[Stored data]
Segment Open

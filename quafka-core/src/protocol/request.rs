//! Request lines and their parser.

use crate::{protocol::constants::SEPARATOR, types::PartitionId};
use std::fmt;

/// Request command tag.
#[derive(Debug, Clone, Copy, PartialEq, Eq, Hash)]
pub enum Command {
    /// Publish to the default topic
    Text,
    /// Destructive poll of one partition
    Poll,
    /// Consumer-group commit acknowledgement
    Commit,
}

impl Command {
    /// Wire name of the command.
    #[must_use]
    pub const fn as_str(self) -> &'static str {
        match self {
            Self::Text => "TEXT",
            Self::Poll => "POLL",
            Self::Commit => "COMMIT",
        }
    }
}

impl fmt::Display for Command {
    fn fmt(&self, f: &mut fmt::Formatter<'_>) -> fmt::Result {
        f.write_str(self.as_str())
    }
}

/// A parsed request line.
#[derive(Debug, Clone, PartialEq, Eq)]
pub enum Request {
    /// `TEXT:<content>`
    Text(String),
    /// `POLL:<topic>:<partition>`
    Poll {
        /// Topic name as sent; unknown or invalid names simply find nothing
        topic: String,
        /// Partition to dequeue from
        partition: PartitionId,
    },
    /// `COMMIT:<group>`
    Commit(String),
}

/// Why a request line was rejected.
///
/// `Display` renders the reason exactly as it appears after `HATA: `.
#[derive(Debug, Clone, PartialEq, Eq)]
pub enum ProtocolViolation {
    /// Blank line
    Empty,
    /// No `:` separator
    MissingSeparator,
    /// `POLL` payload is not `topic:partition`
    InvalidPoll,
    /// Partition is not a non-negative integer
    InvalidPartition(String),
    /// Command is not one of `TEXT`, `POLL`, `COMMIT`
    UnknownCommand(String),
}

impl fmt::Display for ProtocolViolation {
    fn fmt(&self, f: &mut fmt::Formatter<'_>) -> fmt::Result {
        match self {
            Self::Empty => write!(f, "Boş mesaj"),
            Self::MissingSeparator => write!(f, "Geçersiz mesaj formatı"),
            Self::InvalidPoll => write!(f, "Geçersiz POLL formatı (topic:partition)"),
            Self::InvalidPartition(raw) => write!(f, "Geçersiz partition: {raw}"),
            Self::UnknownCommand(cmd) => write!(f, "Bilinmeyen komut: {cmd}"),
        }
    }
}

impl std::error::Error for ProtocolViolation {}

impl Request {
    /// Parse a single request line (without its terminator).
    ///
    /// # Errors
    /// Returns the [`ProtocolViolation`] that the server reports back as `HATA: ...`.
    pub fn parse(line: &str) -> Result<Self, ProtocolViolation> {
        if line.trim().is_empty() {
            return Err(ProtocolViolation::Empty);
        }

        let (command, payload) =
            line.split_once(SEPARATOR).ok_or(ProtocolViolation::MissingSeparator)?;

        match command {
            "TEXT" => Ok(Self::Text(payload.to_string())),
            "POLL" => Self::parse_poll(payload),
            "COMMIT" => Ok(Self::Commit(payload.to_string())),
            other => Err(ProtocolViolation::UnknownCommand(other.to_string())),
        }
    }

    fn parse_poll(payload: &str) -> Result<Self, ProtocolViolation> {
        // Trailing empty segments are ignored, so `orders:1:` still reads as `orders:1`.
        let mut parts: Vec<&str> = payload.split(SEPARATOR).collect();
        while parts.last().is_some_and(|p| p.is_empty()) {
            parts.pop();
        }

        let [topic, partition] = parts.as_slice() else {
            return Err(ProtocolViolation::InvalidPoll);
        };

        let partition = partition
            .parse::<u32>()
            .map_err(|_| ProtocolViolation::InvalidPartition((*partition).to_string()))?;

        Ok(Self::Poll { topic: (*topic).to_string(), partition: PartitionId(partition) })
    }

    /// Command tag of this request.
    #[must_use]
    pub fn command(&self) -> Command {
        match self {
            Self::Text(_) => Command::Text,
            Self::Poll { .. } => Command::Poll,
            Self::Commit(_) => Command::Commit,
        }
    }

    /// Render the request line, without terminator.
    #[must_use]
    pub fn encode(&self) -> String {
        match self {
            Self::Text(content) => format!("TEXT:{content}"),
            Self::Poll { topic, partition } => format!("POLL:{topic}:{partition}"),
            Self::Commit(group) => format!("COMMIT:{group}"),
        }
    }

    /// Check that `line` goes on the wire as exactly one request.
    ///
    /// # Errors
    /// `PROTOCOL_ERROR` if `line` contains `\n` or `\r`.
    pub fn check_line(line: &str) -> crate::Result<()> {
        match line.find(['\n', '\r']) {
            Some(at) => Err(crate::Error::protocol(format!(
                "request line contains a line break at byte {at}"
            ))),
            None => Ok(()),
        }
    }

    /// Content of a `TEXT:` line, if `line` is one.
    ///
    /// Used on the client side to recognise text publishes without a full parse.
    #[must_use]
    pub fn text_content(line: &str) -> Option<&str> {
        line.strip_prefix("TEXT:")
    }
}

impl fmt::Display for Request {
    fn fmt(&self, f: &mut fmt::Formatter<'_>) -> fmt::Result {
        f.write_str(&self.encode())
    }
}
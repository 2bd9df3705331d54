//! Per-connection counters.

use std::{
    sync::atomic::{AtomicU64, Ordering},
    time::Duration,
};

/// Lock-free counters updated by a connection as it works.
#[derive(Debug, Default)]
pub struct ConnectionMetrics {
    connections: AtomicU64,
    disconnections: AtomicU64,
    errors: AtomicU64,
    operations: AtomicU64,
    total_latency_us: AtomicU64,
    max_latency_us: AtomicU64,
}

/// Point-in-time copy of [`ConnectionMetrics`].
#[derive(Debug, Clone, Copy, PartialEq, Eq, Default)]
pub struct MetricsSnapshot {
    /// Successful connects
    pub connections: u64,
    /// Completed disconnects
    pub disconnections: u64,
    /// Failures of any kind
    pub errors: u64,
    /// Timed operation attempts
    pub operations: u64,
    /// Mean attempt latency
    pub average_latency: Duration,
    /// Slowest attempt latency
    pub max_latency: Duration,
}

impl ConnectionMetrics {
    /// Zeroed counters.
    #[must_use]
    pub fn new() -> Self {
        Self::default()
    }

    /// Count a successful connect.
    pub fn record_connection(&self) {
        self.connections.fetch_add(1, Ordering::Relaxed);
    }

    /// Count a completed disconnect.
    pub fn record_disconnection(&self) {
        self.disconnections.fetch_add(1, Ordering::Relaxed);
    }

    /// Count a failure.
    pub fn record_error(&self) {
        self.errors.fetch_add(1, Ordering::Relaxed);
    }

    /// Count one timed attempt.
    pub fn record_operation(&self, latency: Duration) {
        let micros = u64::try_from(latency.as_micros()).unwrap_or(u64::MAX);
        self.operations.fetch_add(1, Ordering::Relaxed);
        self.total_latency_us.fetch_add(micros, Ordering::Relaxed);
        self.max_latency_us.fetch_max(micros, Ordering::Relaxed);
    }

    /// Read all counters.
    #[must_use]
    pub fn snapshot(&self) -> MetricsSnapshot {
        let operations = self.operations.load(Ordering::Relaxed);
        let total = self.total_latency_us.load(Ordering::Relaxed);
        MetricsSnapshot {
            connections: self.connections.load(Ordering::Relaxed),
            disconnections: self.disconnections.load(Ordering::Relaxed),
            errors: self.errors.load(Ordering::Relaxed),
            operations,
            average_latency: Duration::from_micros(total.checked_div(operations).unwrap_or(0)),
            max_latency: Duration::from_micros(self.max_latency_us.load(Ordering::Relaxed)),
        }
    }
}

Segment Closed

What you are asked to do ::
Where a line of the records has the string "terminator", return that line.

Written answer ::
    /// Parse a single request line (without its terminator).
    /// Render the request line, without terminator.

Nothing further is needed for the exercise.